Stephen Wallace (born August 18, 1987) is an American stock car racing driver. A current super late model racer, he is the son of 1989 Winston Cup champion Rusty Wallace, the nephew of NASCAR drivers Kenny and Mike Wallace, and cousin of Chrissy Wallace. Steve has made starts in all three of NASCAR's national series as well as the ARCA Racing Series, and won the Snowball Derby in 2004.

Racing career

Early racing
Between 1998 and 2002, Wallace raced in INEX Bandoleros. He captured multiple series championships. Steve raced in Legends cars and late model racecars near his hometown of Mooresville, North Carolina. He won both the Summer Shootout (twice) and Winter Shootout (once) at Lowe's Motor Speedway. He also won multiple championships at Concord Motor Speedway. In December 2004, at the age of 17, he won one of the biggest short track races in the country, the Snowball Derby, in Pensacola, Florida, a race Rusty and Kenny both entered, but failed to win in their careers. Steve was also the 2004 UARA Rookie of The Year. He won the first ever late model race at Bristol Motor Speedway.

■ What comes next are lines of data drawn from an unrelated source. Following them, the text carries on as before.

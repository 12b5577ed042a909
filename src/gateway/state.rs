//! Atomic session state shared by the signaling manager and the voice
//! session.
//!
//! The backing integer is never exposed; callers move it with
//! [`AtomicSessionState::try_transition`] (compare-and-swap) or
//! [`AtomicSessionState::swap`]. Once `Disposing` is reached the only legal
//! successor is `Disposed`.

use std::sync::atomic::{AtomicU32, Ordering};

use crate::common::errors::{GatewayError, GatewayResult};

#[derive(Debug, Clone, Copy, PartialEq, Eq, PartialOrd, Ord, Hash)]
#[repr(u32)]
pub enum SessionState {
    Uninitialized = 0,
    Initialized = 1,
    Connecting = 2,
    Connected = 3,
    Ready = 4,
    Disposing = u32::MAX - 1,
    Disposed = u32::MAX,
}

impl SessionState {
    fn from_raw(raw: u32) -> Self {
        match raw {
            0 => Self::Uninitialized,
            1 => Self::Initialized,
            2 => Self::Connecting,
            3 => Self::Connected,
            4 => Self::Ready,
            r if r == u32::MAX - 1 => Self::Disposing,
            _ => Self::Disposed,
        }
    }

    pub fn is_disposing(self) -> bool {
        matches!(self, Self::Disposing | Self::Disposed)
    }

    /// Whether `self -> to` respects the teardown rule.
    fn permits(self, to: SessionState) -> bool {
        match self {
            Self::Disposing => to == Self::Disposed,
            Self::Disposed => false,
            _ => true,
        }
    }
}

#[derive(Debug)]
pub struct AtomicSessionState {
    inner: AtomicU32,
}

impl AtomicSessionState {
    pub fn new(initial: SessionState) -> Self {
        Self {
            inner: AtomicU32::new(initial as u32),
        }
    }

    pub fn load(&self) -> SessionState {
        SessionState::from_raw(self.inner.load(Ordering::Acquire))
    }

    /// Moves `from -> to` if the current state is `from`. Always returns the
    /// state observed before the attempt; the transition happened iff that
    /// equals `from`.
    pub fn try_transition(&self, from: SessionState, to: SessionState) -> SessionState {
        if !from.permits(to) {
            return self.load();
        }
        match self.inner.compare_exchange(
            from as u32,
            to as u32,
            Ordering::AcqRel,
            Ordering::Acquire,
        ) {
            Ok(prior) | Err(prior) => SessionState::from_raw(prior),
        }
    }

    /// Like [`try_transition`](Self::try_transition) but reports failure as
    /// [`GatewayError::InvalidStateTransition`].
    pub fn transition(&self, from: SessionState, to: SessionState) -> GatewayResult<()> {
        let prior = self.try_transition(from, to);
        if prior == from && from.permits(to) {
            Ok(())
        } else {
            Err(GatewayError::InvalidStateTransition { from: prior, to })
        }
    }

    /// Unconditionally stores `to`, unless teardown forbids it. Returns the
    /// prior state.
    pub fn swap(&self, to: SessionState) -> SessionState {
        let mut current = self.inner.load(Ordering::Acquire);
        loop {
            let prior = SessionState::from_raw(current);
            if !prior.permits(to) {
                return prior;
            }
            match self.inner.compare_exchange_weak(
                current,
                to as u32,
                Ordering::AcqRel,
                Ordering::Acquire,
            ) {
                Ok(_) => return prior,
                Err(actual) => current = actual,
            }
        }
    }

    /// Reverts any live state back to `Initialized` so the owner can run
    /// again. Teardown states are left alone.
    pub fn revert_to_initialized(&self) -> SessionState {
        let mut current = self.inner.load(Ordering::Acquire);
        loop {
            let prior = SessionState::from_raw(current);
            if prior.is_disposing() || prior == SessionState::Uninitialized {
                return prior;
            }
            match self.inner.compare_exchange_weak(
                current,
                SessionState::Initialized as u32,
                Ordering::AcqRel,
                Ordering::Acquire,
            ) {
                Ok(_) => return prior,
                Err(actual) => current = actual,
            }
        }
    }
}

impl Default for AtomicSessionState {
    fn default() -> Self {
        Self::new(SessionState::Uninitialized)
    }
}

#[cfg(test)]
mod tests {
    use super::*;

    #[test]
    fn transition_succeeds_only_from_expected_state() {
        let state = AtomicSessionState::new(SessionState::Initialized);
        assert_eq!(
            state.try_transition(SessionState::Initialized, SessionState::Connecting),
            SessionState::Initialized
        );
        assert_eq!(state.load(), SessionState::Connecting);

        assert_eq!(
            state.try_transition(SessionState::Initialized, SessionState::Connecting),
            SessionState::Connecting
        );
        assert_eq!(state.load(), SessionState::Connecting);
    }

    #[test]
    fn disposing_only_allows_disposed() {
        let state = AtomicSessionState::new(SessionState::Ready);
        assert_eq!(state.swap(SessionState::Disposing), SessionState::Ready);

        assert_eq!(state.swap(SessionState::Connected), SessionState::Disposing);
        assert_eq!(state.load(), SessionState::Disposing);
        assert_eq!(
            state.try_transition(SessionState::Disposing, SessionState::Initialized),
            SessionState::Disposing
        );
        assert_eq!(state.load(), SessionState::Disposing);
        assert_eq!(state.revert_to_initialized(), SessionState::Disposing);

        assert!(
            state
                .transition(SessionState::Disposing, SessionState::Disposed)
                .is_ok()
        );
        assert_eq!(state.load(), SessionState::Disposed);
        assert_eq!(state.swap(SessionState::Disposing), SessionState::Disposed);
        assert_eq!(state.load(), SessionState::Disposed);
    }

    #[test]
    fn transition_error_reports_observed_state() {
        let state = AtomicSessionState::new(SessionState::Connected);
        match state.transition(SessionState::Initialized, SessionState::Connecting) {
            Err(GatewayError::InvalidStateTransition { from, to }) => {
                assert_eq!(from, SessionState::Connected);
                assert_eq!(to, SessionState::Connecting);
            }
            other => panic!("unexpected {other:?}"),
        }
    }

    #[test]
    fn revert_returns_live_states_to_initialized() {
        let state = AtomicSessionState::new(SessionState::Ready);
        assert_eq!(state.revert_to_initialized(), SessionState::Ready);
        assert_eq!(state.load(), SessionState::Initialized);
    }

    #[test]
    fn sentinels_sit_at_the_top_of_the_range() {
        assert_eq!(SessionState::Disposed as u32, u32::MAX);
        assert_eq!(SessionState::Disposing as u32, u32::MAX - 1);
        assert!(SessionState::Ready < SessionState::Disposing);
    }
}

In 2005, he ran nearly the entire season in USAR Hooters Pro Cup competition. He finished with 3 Top 10 finishes and qualified for the post-season championship series. A day after Steve turned 18, he became the youngest winner at a Michigan International Speedway event in an ARCA race while driving a Penske Racing Dodge. He raced in ARCA with several other teams that season. He also finished 15th in his first NASCAR Nationwide Series race at Memphis Motorsports Park (after starting 11th). Wallace became part of the Dodge factory driver development program.

Nationwide Series

Wallace raced 17 races in the #64 Dodge Nationwide Series car in 2006 (sharing with Jamie McMurray), as well as six ARCA series races in a Penske Racing car. Wallace won ARCA races at Michigan International Speedway and Kentucky Speedway, and had a best finish of 11th in the Busch Series.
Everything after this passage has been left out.